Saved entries
* * * * * * * * *

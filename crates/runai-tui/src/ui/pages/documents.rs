use ratatui::{
    layout::{Constraint, Direction, Layout, Rect},
    text::{Line, Span},
    widgets::{Block, Borders, Paragraph},
    Frame,
};

use runai_core::utils::truncate_string;

use crate::app::{App, Focus};
use crate::ui::styles;

use super::status_line;

pub fn render(frame: &mut Frame, app: &App, area: Rect) {
    let chunks = Layout::default()
        .direction(Direction::Vertical)
        .constraints([Constraint::Min(5), Constraint::Length(4)])
        .split(area);

    render_list(frame, app, chunks[0]);
    render_controls(frame, app, chunks[1]);
}

fn render_list(frame: &mut Frame, app: &App, area: Rect) {
    let docs = &app.documents;
    let focused = app.focus == Focus::Content;
    let height = area.height.saturating_sub(3) as usize;
    let name_width = (area.width as usize).saturating_sub(18).max(10);

    let mut lines = vec![Line::from(vec![
        Span::styled(format!(" {:<width$}", "Name", width = name_width), styles::muted_style()),
        Span::styled(format!("{:>12}", "Size"), styles::muted_style()),
    ])];

    if docs.loading && docs.documents.is_empty() {
        lines.push(Line::from(Span::styled(" Loading documents...", styles::muted_style())));
    } else if docs.documents.is_empty() {
        lines.push(Line::from(Span::styled(
            " No documents found. Add files on the server and update the index.",
            styles::muted_style(),
        )));
    } else {
        // Keep the selection in view
        let start = docs.selection.saturating_sub(height.saturating_sub(1));
        for (i, doc) in docs.documents.iter().enumerate().skip(start).take(height) {
            let style = if i == docs.selection && focused {
                styles::selected_style()
            } else {
                styles::list_item_style()
            };
            lines.push(Line::from(vec![
                Span::styled(
                    format!(
                        " {:<width$}",
                        truncate_string(&doc.name, name_width.saturating_sub(1)),
                        width = name_width
                    ),
                    style,
                ),
                Span::styled(format!("{:>12}", doc.size), styles::muted_style()),
            ]));
        }
    }

    let title = format!(" Documents ({}) ", docs.documents.len());
    let block = Block::default()
        .title(Span::styled(title, styles::title_style()))
        .borders(Borders::ALL)
        .border_style(styles::border_style(focused));

    frame.render_widget(Paragraph::new(lines).block(block), area);
}

fn render_controls(frame: &mut Frame, app: &App, area: Rect) {
    let docs = &app.documents;
    let update_label = if docs.updating { "Updating..." } else { "[u] Update index" };
    let reload_label = if docs.loading { "Loading..." } else { "[r] Reload" };

    let lines = vec![
        Line::from(vec![
            Span::raw(" "),
            Span::styled(update_label, styles::button_style(false, !docs.updating)),
            Span::raw("   "),
            Span::styled(reload_label, styles::button_style(false, !docs.loading)),
        ]),
        status_line(&docs.status),
    ];

    let block = Block::default()
        .borders(Borders::ALL)
        .border_style(styles::border_style(false));

    frame.render_widget(Paragraph::new(lines).block(block), area);
}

* * * * * * * * *

#### TASK OBJECTIVE:
Return each record exactly as given.

#### SOLUTION:
filename crates/runai-tui/src/ui/pages/documents.rs
use ratatui::{
    layout::{Constraint, Direction, Layout, Rect},
    text::{Line, Span},
    widgets::{Block, Borders, Paragraph},
    Frame,
};

use runai_core::utils::truncate_string;

use crate::app::{App, Focus};
use crate::ui::styles;

use super::status_line;

pub fn render(frame: &mut Frame, app: &App, area: Rect) {
    let chunks = Layout::default()
        .direction(Direction::Vertical)
        .constraints([Constraint::Min(5), Constraint::Length(4)])
        .split(area);

    render_list(frame, app, chunks[0]);
    render_controls(frame, app, chunks[1]);
}

fn render_list(frame: &mut Frame, app: &App, area: Rect) {
    let docs = &app.documents;
    let focused = app.focus == Focus::Content;
    let height = area.height.saturating_sub(3) as usize;
    let name_width = (area.width as usize).saturating_sub(18).max(10);

    let mut lines = vec![Line::from(vec![
        Span::styled(format!(" {:<width$}", "Name", width = name_width), styles::muted_style()),
        Span::styled(format!("{:>12}", "Size"), styles::muted_style()),
    ])];

    if docs.loading && docs.documents.is_empty() {
        lines.push(Line::from(Span::styled(" Loading documents...", styles::muted_style())));
    } else if docs.documents.is_empty() {
        lines.push(Line::from(Span::styled(
            " No documents found. Add files on the server and update the index.",
            styles::muted_style(),
        )));
    } else {
        // Keep the selection in view
        let start = docs.selection.saturating_sub(height.saturating_sub(1));
        for (i, doc) in docs.documents.iter().enumerate().skip(start).take(height) {
            let style = if i == docs.selection && focused {
                styles::selected_style()
            } else {
                styles::list_item_style()
            };
            lines.push(Line::from(vec![
                Span::styled(
                    format!(
                        " {:<width$}",
                        truncate_string(&doc.name, name_width.saturating_sub(1)),
                        width = name_width
                    ),
                    style,
                ),
                Span::styled(format!("{:>12}", doc.size), styles::muted_style()),
            ]));
        }
    }

    let title = format!(" Documents ({}) ", docs.documents.len());
    let block = Block::default()
        .title(Span::styled(title, styles::title_style()))
        .borders(Borders::ALL)
        .border_style(styles::border_style(focused));

    frame.render_widget(Paragraph::new(lines).block(block), area);
}

fn render_controls(frame: &mut Frame, app: &App, area: Rect) {
    let docs = &app.documents;
    let update_label = if docs.updating { "Updating..." } else { "[u] Update index" };
    let reload_label = if docs.loading { "Loading..." } else { "[r] Reload" };

    let lines = vec![
        Line::from(vec![
            Span::raw(" "),
            Span::styled(update_label, styles::button_style(false, !docs.updating)),
            Span::raw("   "),
            Span::styled(reload_label, styles::button_style(false, !docs.loading)),
        ]),
        status_line(&docs.status),
    ];

    let block = Block::default()
        .borders(Borders::ALL)
        .border_style(styles::border_style(false));

    frame.render_widget(Paragraph::new(lines).block(block), area);
}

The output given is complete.